I feel like I’m knocking on heaven’s door: There’s a reason 24-year-old shortstop Elvis Andrus’ contract runs out after 2014 and may not be renewed. Andrus is a good, young, shortstop, but Jurickson Profar is a better one. Profar is 20 and from the island of Curacao, off the South American coast. Last year the island sent shortstop Andrelton Simmons to the Braves. It’s a good bet major-league teams who aren’t scouting the island — who knew proficiency in Dutch would be an attribute for a baseball scout? — will be making more of a commitment. Profar homered on the first of his 17 big-league at-bats last year — he hit 14, walked 66 times, stole 14 bases and batted .281 as a 19-year-old in AA. None of this is a surprise to anyone who watches the Little League World Series — Profar’s Curacao team won in 2004 when he was 11, and lost in the finals in 2005 when he was 12.
What is this man doing here? The Rangers only signed veteran Derek Lowe in the aftermath of 21-year-old Martin Perez’s fractured arm. To which we can only ask: Why bother? If Lowe’s sinkerball was dropping as rapidly as his career path, he might still be effective. He led the National League in losses in 2011 with 17 and lost 10 of his 21 starts for the Indians before they released him in 2012. Haters should have known as soon as the Yankees signed Lowe last summer, they weren’t winning. Lowe’s ERA hasn’t been less than 5.05 since 2010, and hasn’t been less than 4.00 since 2008, his last good season. Forget about Lowe’s two shutout innings Friday. He’s 39 and will turn 40 on June 1. Rangers’ fans can only hope he’s not celebrating as a Ranger.
What he said: Rangers manager Ron Washington: “I’m not perfect. I make mistakes.” What he meant: “Are we still talking about Game 6? Or are you asking me how we blew the AL West last year.”
Outlook: The Rangers have lost star players to free agency in each of the last two years — pitcher C.J. Wilson and Josh Hamilton to the Angels and damaged-goods catcher Mike Napoli and pitcher Ryan Dempster to the Red Sox — and it’s bothered them far less than memories of the World Series they had won but didn’t.
Of course, it’s easy to be frugal when your farm system is rich, and the Rangers’ is (are you listening Elvis Andrus?). Consider these next-generation Rangers:
There’s no reason to spend millions on every salary when investments are returning prospects. Of course, the Rangers’ problem isn’t philosophy so much as completion.
Last year, in its own way, was as embarrassing as 2011. Which is worse: to lose a World Series when a strike away, or a division by being swept away? (We opt for the former.)
It seems a distant memory that the Rangers were favored to return to the World Series as late as last September. Perhaps there’s less suffering by such an early collapse.

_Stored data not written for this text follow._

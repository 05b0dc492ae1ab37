//! Per-extract correlation passes
//!
//! Each pass reads one extract and returns its own map keyed by report id.
//! Passes share nothing mutable, so they can run on separate threads; the
//! correlator merges their results afterwards.
//!
//! Every pass skips rows that are shorter than its layout requires, rows
//! with a blank report id, and rows whose report id is outside the universe.

use crate::config::{DrugLayout, LinkLayout, MasterLayout, ReactionLayout};
use crate::domain::{DrugSlot, ExtractRow, Linkage, ReactionSlot, ReportId, ReportScalars};
use std::collections::{BTreeMap, BTreeSet, HashSet};

/// Resolves the row's report id if the row is long enough and in the universe
pub(crate) fn universe_id(
    row: &ExtractRow,
    min_fields: usize,
    id_position: usize,
    universe: &BTreeSet<ReportId>,
) -> Option<ReportId> {
    if !row.has_at_least(min_fields) {
        return None;
    }
    let report_id = ReportId::new(row.cleaned(id_position)?).ok()?;
    universe.contains(&report_id).then_some(report_id)
}

/// Scalars per report from the master extract
///
/// When a report id has more than one master row the last one wins.
pub fn master_pass(
    universe: &BTreeSet<ReportId>,
    rows: &[ExtractRow],
    layout: &MasterLayout,
) -> BTreeMap<ReportId, ReportScalars> {
    let min_fields = layout.required_fields();
    let mut scalars = BTreeMap::new();

    for row in rows {
        let Some(report_id) = universe_id(row, min_fields, layout.report_id, universe) else {
            continue;
        };
        let field = |position: usize| row.cleaned_or_empty(position);

        scalars.insert(
            report_id,
            ReportScalars {
                report_no: field(layout.report_no),
                version_no: field(layout.version_no),
                dat_received: field(layout.dat_received),
                dat_int_received: field(layout.dat_int_received),
                mah_no: field(layout.mah_no),
                report_type: field(layout.report_type),
                gender: field(layout.gender),
                age: field(layout.age),
                age_unit: field(layout.age_unit),
                outcome: field(layout.outcome),
                weight: field(layout.weight),
                weight_unit: field(layout.weight_unit),
                height: field(layout.height),
                height_unit: field(layout.height_unit),
                seriousness: field(layout.seriousness),
                death: field(layout.death),
                disability: field(layout.disability),
                congenital_anomaly: field(layout.congenital_anomaly),
                life_threatening: field(layout.life_threatening),
                hospitalization: field(layout.hospitalization),
                other_medically_important: field(layout.other_medically_important),
                reporter_type: field(layout.reporter_type),
                source: field(layout.source),
            },
        );
    }

    scalars
}

/// Reaction slots per report, in encounter order
///
/// Repeated reaction rows produce repeated slots.
pub fn reaction_pass(
    universe: &BTreeSet<ReportId>,
    rows: &[ExtractRow],
    layout: &ReactionLayout,
) -> BTreeMap<ReportId, Vec<ReactionSlot>> {
    let min_fields = layout.required_fields();
    let mut reactions: BTreeMap<ReportId, Vec<ReactionSlot>> = BTreeMap::new();

    for row in rows {
        let Some(report_id) = universe_id(row, min_fields, layout.report_id, universe) else {
            continue;
        };
        reactions.entry(report_id).or_default().push(ReactionSlot {
            term: row.cleaned_or_empty(layout.term),
            coding_version: row.cleaned_or_empty(layout.coding_version),
            duration: row.cleaned_or_empty(layout.duration),
            duration_unit: row.cleaned_or_empty(layout.duration_unit),
        });
    }

    reactions
}

/// Linkage per report; later rows overwrite earlier ones
///
/// Reports without a link row are absent from the result. The placeholder
/// is applied by the correlator, not here.
pub fn link_pass(
    universe: &BTreeSet<ReportId>,
    rows: &[ExtractRow],
    layout: &LinkLayout,
) -> BTreeMap<ReportId, Linkage> {
    let min_fields = layout.required_fields();
    let mut links = BTreeMap::new();

    for row in rows {
        let Some(report_id) = universe_id(row, min_fields, layout.report_id, universe) else {
            continue;
        };
        links.insert(
            report_id,
            Linkage {
                record_type: row.cleaned_or_empty(layout.record_type).trim().to_string(),
                linked_report_no: row
                    .cleaned_or_empty(layout.linked_report_no)
                    .trim()
                    .to_string(),
            },
        );
    }

    links
}

/// Output of the drug-detail pass
#[derive(Debug, Clone, Default)]
pub struct DrugPass {
    /// Drug slots per report in first-encounter order
    pub slots: BTreeMap<ReportId, Vec<DrugSlot>>,

    /// Drug names per report, index `i` naming slot `i`
    pub order: BTreeMap<ReportId, Vec<String>>,
}

/// Drug slots per report, in first-encounter order
///
/// An extract line that appears more than once verbatim produces one slot.
/// Distinct rows for the same drug each get their own slot.
pub fn drug_pass(
    universe: &BTreeSet<ReportId>,
    rows: &[ExtractRow],
    layout: &DrugLayout,
) -> DrugPass {
    let min_fields = layout.required_fields();
    let mut pass = DrugPass::default();
    let mut seen: HashSet<&ExtractRow> = HashSet::new();

    for row in rows {
        let Some(report_id) = universe_id(row, min_fields, layout.report_id, universe) else {
            continue;
        };
        if !seen.insert(row) {
            continue;
        }

        let slot = DrugSlot {
            name: row.cleaned_or_empty(layout.drug_name),
            involvement: row.cleaned_or_empty(layout.involvement),
            route: row.cleaned_or_empty(layout.route),
            dose_quantity: row.cleaned_or_empty(layout.dose_quantity),
            dose_unit: row.cleaned_or_empty(layout.dose_unit),
            frequency_unit: row.cleaned_or_empty(layout.frequency_unit),
            therapy_duration: row.cleaned_or_empty(layout.therapy_duration),
            therapy_duration_unit: row.cleaned_or_empty(layout.therapy_duration_unit),
            dosage_form: row.cleaned_or_empty(layout.dosage_form),
            indication: String::new(),
        };

        pass.order
            .entry(report_id.clone())
            .or_default()
            .push(slot.name.clone());
        pass.slots.entry(report_id).or_default().push(slot);
    }

    pass
}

Hamilton will be missed, but the Rangers led MLB in runs scored last year. They can spare a few. They can’t spare innings though — both Ogando and Robbie Ross, staples of the bullpen in 2012, might start in 2013. And Neftali Feliz, who started last year, might return to the bullpen, if he ever returns from injury. We’re not sure which is more traumatic.
The Rangers may not be as good as the last couple of years, but not just because of Hamilton’s departure. They’re short of pitching, and patching up the rotation by borrowing from the bullpen might hurt both.
Still, there’s plenty of talent, and with all the youth, just as many options. We’re not so sure about persistence.